Согласно Р. Гвардини, субъективность в ее специфическом, западном значении была почти неизвестна как античности, так и средним векам. Начиная с эпохи Возрождения пробуждается совершенно новое ощущение Я. “Человек становится важен самому себе; Я, и в первую очередь незаурядное, гениальное Я, становится критерием ценности жизни” [51, с. 259]. Наступает эпоха гениев, незаурядных личностей, осознающих и реализующих свое призвание. Творчество становится авторским, а великие люди не только отсылают человечество к высшим законам и первопринципам, подобно античным философам, но и являют собой образцы свободного самовыражения, выступая для своего времени как эталоны индивидуальности. “Субъективность, — пишет Р. Гвардини, — проявляется, прежде всего, как личность, как образ человека, развивающегося на основе собственных дарований и собственной инициативы. Личность, и в особенности великая личность, должна быть понята из нее самой, и свои действия она оправдывает собственной изначальностью. Этические нормы оказываются рядом с ней относительными. Этот критерий, открытый на примере незаурядного человека, переносится затем на человека вообще, и этос объективно доброго и истинного вытесняется подлинностью и цельностью” [там же]. Такое понимание личности, исходящее из идеи оригинальности живого индивидуального бытия, не согласуется с адаптационной моделью, в которой человек представлен, прежде всего, в аспекте его приспособления к окружающей биосоциальной среде. В теориях адаптации мы имеем дело преимущественно с индивидом, включенным в биологические и социальные системы и подчиненным суровым законам природы и общественной жизни. Существенным здесь оказывается соответствие индивидуального и социального, способность выполнять определенные социальные функции и гармонично включаться в соответствующие им социальные отношения. Однако в свете изучаемого нами подхода индивидуальность ценна сама по себе, и ее следует рассматривать как автономную инстанцию, равнозначную космосу, природе и социуму. Именно “личная воля и ощущение независимости от государства и космоса”, по мнению философа X. Ортеги-и-Гассета, стали теми основными принципами, которым обязана своим существованием современная Европа [143].

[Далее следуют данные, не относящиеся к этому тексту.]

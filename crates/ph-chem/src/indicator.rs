//! Universal-indicator strip colours.

/// Strip colour for each integer pH from 0 to 14.
pub const PH_STRIP_COLORS: [&str; 15] = [
    "#8B0000", "#B22222", "#E63900", "#FF4500", "#FF7F00", "#FFA500", "#FFD700", "#ADFF2F",
    "#32CD32", "#228B22", "#008080", "#0000FF", "#0000CD", "#00008B", "#191970",
];

const PH_STRIP_LABELS: [&str; 15] = [
    "very acidic",
    "strong acid",
    "strong acid",
    "moderately acidic",
    "moderately acidic",
    "weak acid",
    "approaching neutral",
    "neutral",
    "weak base",
    "moderately basic",
    "basic",
    "strong base",
    "strong base",
    "very basic",
    "extremely basic",
];

/// Shown for a pH that cannot be placed on the strip.
pub const UNKNOWN_COLOR: &str = "#FFFFFF";

fn strip_index(ph: f64) -> Option<usize> {
    if !ph.is_finite() {
        return None;
    }
    Some(ph.round_ties_even().clamp(0.0, 14.0) as usize)
}

/// Colour of the strip square nearest to `ph`, clamped to 0..=14.
pub fn indicator_color(ph: f64) -> &'static str {
    strip_index(ph).map_or(UNKNOWN_COLOR, |i| PH_STRIP_COLORS[i])
}

pub fn indicator_label(ph: f64) -> &'static str {
    strip_index(ph).map_or("unknown", |i| PH_STRIP_LABELS[i])
}

#[cfg(test)]
mod tests {
    use super::*;

    #[test]
    fn rounds_to_nearest_square() {
        assert_eq!(indicator_color(7.0), "#ADFF2F");
        assert_eq!(indicator_color(6.6), "#ADFF2F");
        assert_eq!(indicator_color(2.0), "#E63900");
        assert_eq!(indicator_label(12.301), "strong base");
    }

    #[test]
    fn clamps_out_of_range() {
        assert_eq!(indicator_color(-0.4), "#8B0000");
        assert_eq!(indicator_color(15.2), "#191970");
        assert_eq!(indicator_color(f64::NAN), UNKNOWN_COLOR);
    }
}
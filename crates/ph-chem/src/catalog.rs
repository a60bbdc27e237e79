use crate::species::{Category, Species};

#[derive(Debug, Clone, Copy, PartialEq, Eq)]
pub struct SpeciesCatalogEntry {
    pub species: Species,
    pub canonical_id: &'static str,
    pub display_name: &'static str,
    pub aliases: &'static [&'static str],
}

impl SpeciesCatalogEntry {
    pub fn category(&self) -> Category {
        self.species.category()
    }

    pub fn matches_query(&self, query: &str) -> bool {
        let query = query.trim().to_ascii_lowercase();
        if query.is_empty() {
            return true;
        }

        self.canonical_id.to_ascii_lowercase().contains(&query)
            || self.display_name.to_ascii_lowercase().contains(&query)
            || self
                .aliases
                .iter()
                .any(|alias| alias.to_ascii_lowercase().contains(&query))
    }
}

const fn entry(
    species: Species,
    canonical_id: &'static str,
    display_name: &'static str,
    aliases: &'static [&'static str],
) -> SpeciesCatalogEntry {
    SpeciesCatalogEntry {
        species,
        canonical_id,
        display_name,
        aliases,
    }
}

const SPECIES_CATALOG: [SpeciesCatalogEntry; 14] = [
    entry(Species::BaOH2, "Ba(OH)2", "Barium Hydroxide", &["strong base"]),
    entry(Species::CaOH2, "Ca(OH)2", "Calcium Hydroxide", &["slaked lime", "strong base"]),
    entry(Species::NaOH, "NaOH", "Sodium Hydroxide", &["lye", "strong base"]),
    entry(Species::NH4OH, "NH4OH", "Ammonium Hydroxide", &["NH3/H2O", "weak base"]),
    entry(Species::HCl, "HCl", "Hydrochloric Acid", &["muriatic acid", "strong acid"]),
    entry(Species::HNO3, "HNO3", "Nitric Acid", &["strong acid"]),
    entry(Species::HC2H3O2, "HC2H3O2", "Acetic Acid", &["CH3COOH", "weak acid"]),
    entry(Species::H2CO3, "H2CO3", "Carbonic Acid", &["weak acid"]),
    entry(Species::NaCl, "NaCl", "Sodium Chloride", &["table salt", "neutral salt"]),
    entry(Species::NH4Cl, "NH4Cl", "Ammonium Chloride", &["acidic salt"]),
    entry(Species::NaC2H3O2, "NaC2H3O2", "Sodium Acetate", &["basic salt"]),
    entry(Species::NaHCO3, "NaHCO3", "Sodium Bicarbonate", &["baking soda", "basic salt"]),
    entry(Species::Na2CO3, "Na2CO3", "Sodium Carbonate", &["washing soda", "basic salt"]),
    entry(Species::NaHSO4, "NaHSO4", "Sodium Bisulfate", &["acidic salt"]),
];

pub fn species_catalog() -> &'static [SpeciesCatalogEntry] {
    &SPECIES_CATALOG
}

pub fn filter_species_catalog(query: &str) -> Vec<SpeciesCatalogEntry> {
    species_catalog()
        .iter()
        .copied()
        .filter(|entry| entry.matches_query(query))
        .collect()
}

/// Concentration slider stops [mol/L], low to high.
pub const CONCENTRATION_STEPS: [f64; 28] = [
    0.0001, 0.0002, 0.0003, 0.0004, 0.0005, 0.0006, 0.0007, 0.0008, 0.0009, //
    0.001, 0.002, 0.003, 0.004, 0.005, 0.006, 0.007, 0.008, 0.009, //
    0.01, 0.02, 0.03, 0.04, 0.05, 0.06, 0.07, 0.08, 0.09, //
    0.1,
];

pub fn concentration_step(index: usize) -> Option<f64> {
    CONCENTRATION_STEPS.get(index).copied()
}
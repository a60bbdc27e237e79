//! ph-chem: acid–base calculation engine for phlab.
//!
//! Provides:
//! - Species definitions and their equilibrium regimes
//! - Closed-form [H+] formulas for acids, bases and salts
//! - pH conversion
//! - Dropwise titration of water with a strong acid or base
//! - Two-regime buffer model (Henderson–Hasselbalch, then overflow)
//! - Household reference values and indicator strip colours
//!
//! Every calculation is a pure function of its inputs and a
//! [`ChemConstants`](ph_core::ChemConstants) table.
//!
//! # Example
//!
//! ```
//! use ph_chem::{PhEngine, Species, Titrant, BufferSystem};
//!
//! let engine = PhEngine::standard();
//! let ph = engine.species_ph(Species::HCl, 0.01).unwrap();
//! assert!((ph - 2.0).abs() < 1e-12);
//!
//! let buffer = BufferSystem::new(0.1, 0.1, 4.745).unwrap();
//! let reading = engine.buffer_reading(&buffer, Titrant::acid(0.1), 10).unwrap();
//! assert!(reading.ph < 4.745 && !reading.capacity_exceeded);
//! ```

pub mod buffer;
pub mod catalog;
pub mod engine;
pub mod equilibrium;
pub mod household;
pub mod indicator;
pub mod ph;
pub mod species;
pub mod titration;

// Re-exports for ergonomics
pub use buffer::{
    BufferOutcome, BufferPair, BufferReading, BufferSystem, buffer_overflow_ph, buffer_ph,
    buffer_reading,
};
pub use catalog::{
    CONCENTRATION_STEPS, SpeciesCatalogEntry, concentration_step, filter_species_catalog,
    species_catalog,
};
pub use engine::PhEngine;
pub use household::HouseholdItem;
pub use indicator::{indicator_color, indicator_label};
pub use ph::{h_concentration_from_ph, ph_from_h_concentration, ph_nacl};
pub use species::{Category, Species, SpeciesKind};
pub use titration::{DropReagent, Polarity, Titrant, TitrationSetup, total_volume};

Впрочем, ощущение свободы и личной автономии в Ново” время неизбежно приводит к осознанию собственной ответственности, которая при таком положении вещей всецело возлагается на Субъекта и которую теперь уже не удается переложить на абсолютные законы Природы или Судьбу. Свобода определяет человеческое существование как таковое, но при этом понятие свободы меняется в зависимости от степени осознания человеком себя самого как независимого и отдельного существа. В течение долгой времени индивид, уже осознавая себя как отдельное существо оставался тесно связанным с природным и социальным окружением. Эти узы обеспечивали фундаментальное единство с миром и чувство безопасности. Новое время — время растущего обособления индивида от первоначальных связей.
Идеология новой эпохи, основанная на мифе о бесконечном прогрессе, обещанном экспериментальной наукой и индустриализацией, провозгласила, что человек призван стать хозяином Природы, что он может действовать лучше и быстрее Природы. Ньютоно-картезианская парадигма лишила Природу сакральности, а труд перестал быть ритуалом, воспроизводящим священные действия богов и культурных героев. С одной стороны, в силу десакрализации Природы человек оказался свободен от Предначертанности и Судьбы, с другой стороны, в силу растущей независимости от внешних властей — лишился строго определенного места в социальной иерархии. Все теперь зависело не от гарантий его традиционного статуса, а от его собственных усилий. В этом смысле он стал хозяином своей судьбы, но лишился при этом былого чувства уверенности и принадлежности к некой превосходящей его общности. Человек оказался вырван из мира, удовлетворявшего его экономические и духовные потребности, и предоставлен самому себе [187].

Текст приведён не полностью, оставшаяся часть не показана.